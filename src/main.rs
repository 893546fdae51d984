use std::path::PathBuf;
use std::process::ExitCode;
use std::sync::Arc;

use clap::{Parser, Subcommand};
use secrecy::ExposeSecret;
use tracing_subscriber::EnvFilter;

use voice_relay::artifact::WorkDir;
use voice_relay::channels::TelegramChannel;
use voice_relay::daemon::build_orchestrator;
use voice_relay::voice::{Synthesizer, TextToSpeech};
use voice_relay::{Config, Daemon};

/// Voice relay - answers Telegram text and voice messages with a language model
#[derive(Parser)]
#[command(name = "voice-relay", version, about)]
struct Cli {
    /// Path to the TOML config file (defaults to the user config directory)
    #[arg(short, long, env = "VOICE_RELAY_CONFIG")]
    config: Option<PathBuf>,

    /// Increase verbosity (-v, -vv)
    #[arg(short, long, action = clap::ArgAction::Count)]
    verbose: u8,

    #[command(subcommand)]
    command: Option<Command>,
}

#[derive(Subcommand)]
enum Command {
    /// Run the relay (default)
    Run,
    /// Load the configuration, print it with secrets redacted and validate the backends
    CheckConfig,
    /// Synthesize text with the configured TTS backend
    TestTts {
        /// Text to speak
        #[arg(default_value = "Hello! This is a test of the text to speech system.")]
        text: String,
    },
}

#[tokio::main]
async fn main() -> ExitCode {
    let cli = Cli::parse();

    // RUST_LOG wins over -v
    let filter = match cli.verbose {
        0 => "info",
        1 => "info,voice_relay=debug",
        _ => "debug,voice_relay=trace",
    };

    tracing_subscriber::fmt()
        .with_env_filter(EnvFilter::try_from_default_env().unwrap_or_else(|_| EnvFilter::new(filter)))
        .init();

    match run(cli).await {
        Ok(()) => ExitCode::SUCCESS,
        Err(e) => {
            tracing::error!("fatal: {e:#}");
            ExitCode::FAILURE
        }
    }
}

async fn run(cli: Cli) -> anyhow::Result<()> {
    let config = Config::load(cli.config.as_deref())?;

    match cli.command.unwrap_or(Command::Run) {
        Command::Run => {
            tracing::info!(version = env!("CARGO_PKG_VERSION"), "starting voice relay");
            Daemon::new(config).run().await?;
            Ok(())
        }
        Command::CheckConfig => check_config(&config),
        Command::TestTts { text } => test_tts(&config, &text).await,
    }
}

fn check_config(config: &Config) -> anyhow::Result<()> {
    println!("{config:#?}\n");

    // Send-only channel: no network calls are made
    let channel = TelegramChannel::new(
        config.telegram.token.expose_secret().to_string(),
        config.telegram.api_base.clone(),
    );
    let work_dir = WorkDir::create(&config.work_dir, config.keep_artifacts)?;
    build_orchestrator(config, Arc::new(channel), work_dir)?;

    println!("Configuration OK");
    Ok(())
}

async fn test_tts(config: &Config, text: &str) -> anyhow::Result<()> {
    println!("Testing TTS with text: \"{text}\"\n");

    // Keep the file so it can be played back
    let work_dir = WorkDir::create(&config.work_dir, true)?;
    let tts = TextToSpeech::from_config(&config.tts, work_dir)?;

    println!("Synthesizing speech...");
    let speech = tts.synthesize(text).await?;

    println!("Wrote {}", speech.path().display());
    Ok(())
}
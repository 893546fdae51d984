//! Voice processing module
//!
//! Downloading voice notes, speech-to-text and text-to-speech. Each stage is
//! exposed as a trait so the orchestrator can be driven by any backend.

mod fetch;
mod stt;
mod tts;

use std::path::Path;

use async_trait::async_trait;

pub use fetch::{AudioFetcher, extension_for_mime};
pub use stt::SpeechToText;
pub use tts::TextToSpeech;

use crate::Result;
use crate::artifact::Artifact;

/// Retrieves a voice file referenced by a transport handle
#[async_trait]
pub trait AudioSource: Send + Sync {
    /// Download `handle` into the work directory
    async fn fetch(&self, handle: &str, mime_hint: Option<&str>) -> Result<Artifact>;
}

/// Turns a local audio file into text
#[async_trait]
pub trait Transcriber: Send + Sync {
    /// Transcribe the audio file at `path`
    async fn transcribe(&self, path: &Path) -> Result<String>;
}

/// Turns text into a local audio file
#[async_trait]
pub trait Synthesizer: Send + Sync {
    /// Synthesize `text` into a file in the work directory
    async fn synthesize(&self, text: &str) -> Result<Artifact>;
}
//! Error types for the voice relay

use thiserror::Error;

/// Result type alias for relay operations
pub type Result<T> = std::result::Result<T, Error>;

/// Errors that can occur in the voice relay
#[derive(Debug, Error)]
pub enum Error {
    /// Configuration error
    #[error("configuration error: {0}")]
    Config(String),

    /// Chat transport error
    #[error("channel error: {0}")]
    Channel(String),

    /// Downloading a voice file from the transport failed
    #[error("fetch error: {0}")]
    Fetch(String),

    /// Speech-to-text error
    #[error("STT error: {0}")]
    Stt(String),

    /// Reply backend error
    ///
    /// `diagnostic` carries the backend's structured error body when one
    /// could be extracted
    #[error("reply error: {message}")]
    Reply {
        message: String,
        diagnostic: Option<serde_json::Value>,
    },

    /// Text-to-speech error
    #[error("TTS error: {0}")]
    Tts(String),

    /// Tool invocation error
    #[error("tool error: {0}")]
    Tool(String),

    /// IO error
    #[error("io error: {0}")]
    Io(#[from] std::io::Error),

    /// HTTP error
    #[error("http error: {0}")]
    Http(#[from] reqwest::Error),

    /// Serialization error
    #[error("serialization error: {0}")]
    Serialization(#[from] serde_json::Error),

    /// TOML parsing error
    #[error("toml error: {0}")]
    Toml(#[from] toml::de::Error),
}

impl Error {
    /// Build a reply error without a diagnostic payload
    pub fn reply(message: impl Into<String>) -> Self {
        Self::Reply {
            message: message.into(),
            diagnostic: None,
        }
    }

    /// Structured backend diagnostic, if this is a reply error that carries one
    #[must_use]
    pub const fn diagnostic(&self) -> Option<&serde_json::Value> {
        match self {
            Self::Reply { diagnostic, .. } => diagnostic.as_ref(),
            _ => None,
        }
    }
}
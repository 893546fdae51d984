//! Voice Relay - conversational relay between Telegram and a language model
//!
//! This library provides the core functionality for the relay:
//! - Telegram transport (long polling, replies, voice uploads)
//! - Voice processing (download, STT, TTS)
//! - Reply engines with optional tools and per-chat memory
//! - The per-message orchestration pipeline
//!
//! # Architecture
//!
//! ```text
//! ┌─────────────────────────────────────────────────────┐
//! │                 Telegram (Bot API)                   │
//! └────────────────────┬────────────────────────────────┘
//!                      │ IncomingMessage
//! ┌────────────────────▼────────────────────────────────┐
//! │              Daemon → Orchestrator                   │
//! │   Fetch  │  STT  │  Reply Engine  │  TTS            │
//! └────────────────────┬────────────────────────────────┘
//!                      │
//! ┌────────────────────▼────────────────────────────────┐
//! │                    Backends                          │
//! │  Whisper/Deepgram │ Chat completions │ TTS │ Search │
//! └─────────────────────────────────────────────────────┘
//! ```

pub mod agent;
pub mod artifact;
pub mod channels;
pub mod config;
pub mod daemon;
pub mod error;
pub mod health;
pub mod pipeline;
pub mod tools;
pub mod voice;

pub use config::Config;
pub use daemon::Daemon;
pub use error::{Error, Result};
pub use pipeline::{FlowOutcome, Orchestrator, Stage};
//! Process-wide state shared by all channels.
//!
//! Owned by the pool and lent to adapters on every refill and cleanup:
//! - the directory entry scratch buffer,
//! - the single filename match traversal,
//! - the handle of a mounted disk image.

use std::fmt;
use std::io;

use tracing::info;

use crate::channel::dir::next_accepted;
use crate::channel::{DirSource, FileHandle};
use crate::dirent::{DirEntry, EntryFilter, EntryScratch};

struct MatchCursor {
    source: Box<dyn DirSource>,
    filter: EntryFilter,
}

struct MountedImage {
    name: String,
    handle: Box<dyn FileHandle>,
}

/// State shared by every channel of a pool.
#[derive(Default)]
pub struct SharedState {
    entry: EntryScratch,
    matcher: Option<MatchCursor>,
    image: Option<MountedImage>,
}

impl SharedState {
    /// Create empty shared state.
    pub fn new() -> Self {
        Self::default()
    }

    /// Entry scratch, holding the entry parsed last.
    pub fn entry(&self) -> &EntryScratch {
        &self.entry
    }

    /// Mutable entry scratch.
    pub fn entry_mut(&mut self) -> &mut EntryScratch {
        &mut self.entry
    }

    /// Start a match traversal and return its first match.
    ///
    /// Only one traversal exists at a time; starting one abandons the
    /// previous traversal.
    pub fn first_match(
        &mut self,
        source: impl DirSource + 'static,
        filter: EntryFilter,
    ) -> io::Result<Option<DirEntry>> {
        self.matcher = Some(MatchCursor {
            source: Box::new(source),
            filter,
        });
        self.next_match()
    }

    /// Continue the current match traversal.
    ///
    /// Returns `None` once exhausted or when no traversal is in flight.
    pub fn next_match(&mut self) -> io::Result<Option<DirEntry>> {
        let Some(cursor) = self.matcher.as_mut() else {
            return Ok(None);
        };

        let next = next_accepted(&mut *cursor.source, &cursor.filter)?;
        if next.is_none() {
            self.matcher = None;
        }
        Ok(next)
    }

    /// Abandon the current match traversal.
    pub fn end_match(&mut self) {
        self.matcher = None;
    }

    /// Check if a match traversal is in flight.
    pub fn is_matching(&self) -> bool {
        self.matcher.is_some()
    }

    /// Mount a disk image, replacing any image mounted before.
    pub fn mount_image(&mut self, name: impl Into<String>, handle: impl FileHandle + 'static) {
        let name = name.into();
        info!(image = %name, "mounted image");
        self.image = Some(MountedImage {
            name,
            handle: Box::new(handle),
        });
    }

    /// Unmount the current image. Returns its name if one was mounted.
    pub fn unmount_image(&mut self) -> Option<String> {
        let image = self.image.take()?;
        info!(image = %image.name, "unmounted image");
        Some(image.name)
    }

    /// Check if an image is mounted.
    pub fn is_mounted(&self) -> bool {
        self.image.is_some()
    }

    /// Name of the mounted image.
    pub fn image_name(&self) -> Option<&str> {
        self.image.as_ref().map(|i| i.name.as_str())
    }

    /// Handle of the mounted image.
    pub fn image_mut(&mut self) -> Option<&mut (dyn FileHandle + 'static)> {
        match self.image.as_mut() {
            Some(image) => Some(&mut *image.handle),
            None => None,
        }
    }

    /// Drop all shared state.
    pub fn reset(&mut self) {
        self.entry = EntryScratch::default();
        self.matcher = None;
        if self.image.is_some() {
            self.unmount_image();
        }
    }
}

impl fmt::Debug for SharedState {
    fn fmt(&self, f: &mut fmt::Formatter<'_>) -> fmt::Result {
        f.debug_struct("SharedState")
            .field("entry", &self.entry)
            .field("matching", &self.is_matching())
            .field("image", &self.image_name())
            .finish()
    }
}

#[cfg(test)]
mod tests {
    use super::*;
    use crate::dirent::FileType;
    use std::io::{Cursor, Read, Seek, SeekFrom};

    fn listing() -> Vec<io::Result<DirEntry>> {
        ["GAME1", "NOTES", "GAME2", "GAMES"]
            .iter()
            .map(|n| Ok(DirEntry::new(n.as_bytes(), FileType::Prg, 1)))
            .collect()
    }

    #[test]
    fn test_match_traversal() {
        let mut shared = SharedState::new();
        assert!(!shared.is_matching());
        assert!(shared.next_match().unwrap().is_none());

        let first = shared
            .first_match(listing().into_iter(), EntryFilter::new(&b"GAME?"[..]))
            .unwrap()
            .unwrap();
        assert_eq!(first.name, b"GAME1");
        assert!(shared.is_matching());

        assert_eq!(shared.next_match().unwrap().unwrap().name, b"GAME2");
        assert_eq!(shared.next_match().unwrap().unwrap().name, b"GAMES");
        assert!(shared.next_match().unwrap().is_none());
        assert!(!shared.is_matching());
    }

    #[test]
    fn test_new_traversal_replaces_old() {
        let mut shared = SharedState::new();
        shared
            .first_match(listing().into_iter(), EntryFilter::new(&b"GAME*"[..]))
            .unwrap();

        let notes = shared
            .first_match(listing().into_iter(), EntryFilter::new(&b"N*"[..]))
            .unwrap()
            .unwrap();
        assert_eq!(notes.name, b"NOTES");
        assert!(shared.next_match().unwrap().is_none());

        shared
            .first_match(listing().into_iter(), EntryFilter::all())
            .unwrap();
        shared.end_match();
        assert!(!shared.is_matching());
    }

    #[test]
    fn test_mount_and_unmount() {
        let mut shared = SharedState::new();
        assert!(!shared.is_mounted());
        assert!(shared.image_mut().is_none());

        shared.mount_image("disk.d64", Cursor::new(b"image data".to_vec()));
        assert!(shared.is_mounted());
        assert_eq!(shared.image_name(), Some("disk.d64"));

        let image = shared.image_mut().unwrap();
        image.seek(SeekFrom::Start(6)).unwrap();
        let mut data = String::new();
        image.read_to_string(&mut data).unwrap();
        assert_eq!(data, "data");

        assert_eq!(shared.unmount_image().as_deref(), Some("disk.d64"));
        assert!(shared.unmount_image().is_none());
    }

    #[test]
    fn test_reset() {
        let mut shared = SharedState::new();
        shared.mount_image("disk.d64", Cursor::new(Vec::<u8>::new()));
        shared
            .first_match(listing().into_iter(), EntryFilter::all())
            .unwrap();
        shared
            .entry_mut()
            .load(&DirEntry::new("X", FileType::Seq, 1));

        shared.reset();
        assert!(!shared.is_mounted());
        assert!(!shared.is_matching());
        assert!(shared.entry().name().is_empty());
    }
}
☆ ☆ ☆ ☆ ☆
- _Exercise_
The answer is the records above restated word for word from their opening line through the line that holds "wins over -v", both included, and nothing else.

- _Output for this exercise_
filename src/main.rs
repository 893546fdae51d984
use std::path::PathBuf;
use std::process::ExitCode;
use std::sync::Arc;

use clap::{Parser, Subcommand};
use secrecy::ExposeSecret;
use tracing_subscriber::EnvFilter;

use voice_relay::artifact::WorkDir;
use voice_relay::channels::TelegramChannel;
use voice_relay::daemon::build_orchestrator;
use voice_relay::voice::{Synthesizer, TextToSpeech};
use voice_relay::{Config, Daemon};

/// Voice relay - answers Telegram text and voice messages with a language model
#[derive(Parser)]
#[command(name = "voice-relay", version, about)]
struct Cli {
    /// Path to the TOML config file (defaults to the user config directory)
    #[arg(short, long, env = "VOICE_RELAY_CONFIG")]
    config: Option<PathBuf>,

    /// Increase verbosity (-v, -vv)
    #[arg(short, long, action = clap::ArgAction::Count)]
    verbose: u8,

    #[command(subcommand)]
    command: Option<Command>,
}

#[derive(Subcommand)]
enum Command {
    /// Run the relay (default)
    Run,
    /// Load the configuration, print it with secrets redacted and validate the backends
    CheckConfig,
    /// Synthesize text with the configured TTS backend
    TestTts {
        /// Text to speak
        #[arg(default_value = "Hello! This is a test of the text to speech system.")]
        text: String,
    },
}

#[tokio::main]
async fn main() -> ExitCode {
    let cli = Cli::parse();

    // RUST_LOG wins over -v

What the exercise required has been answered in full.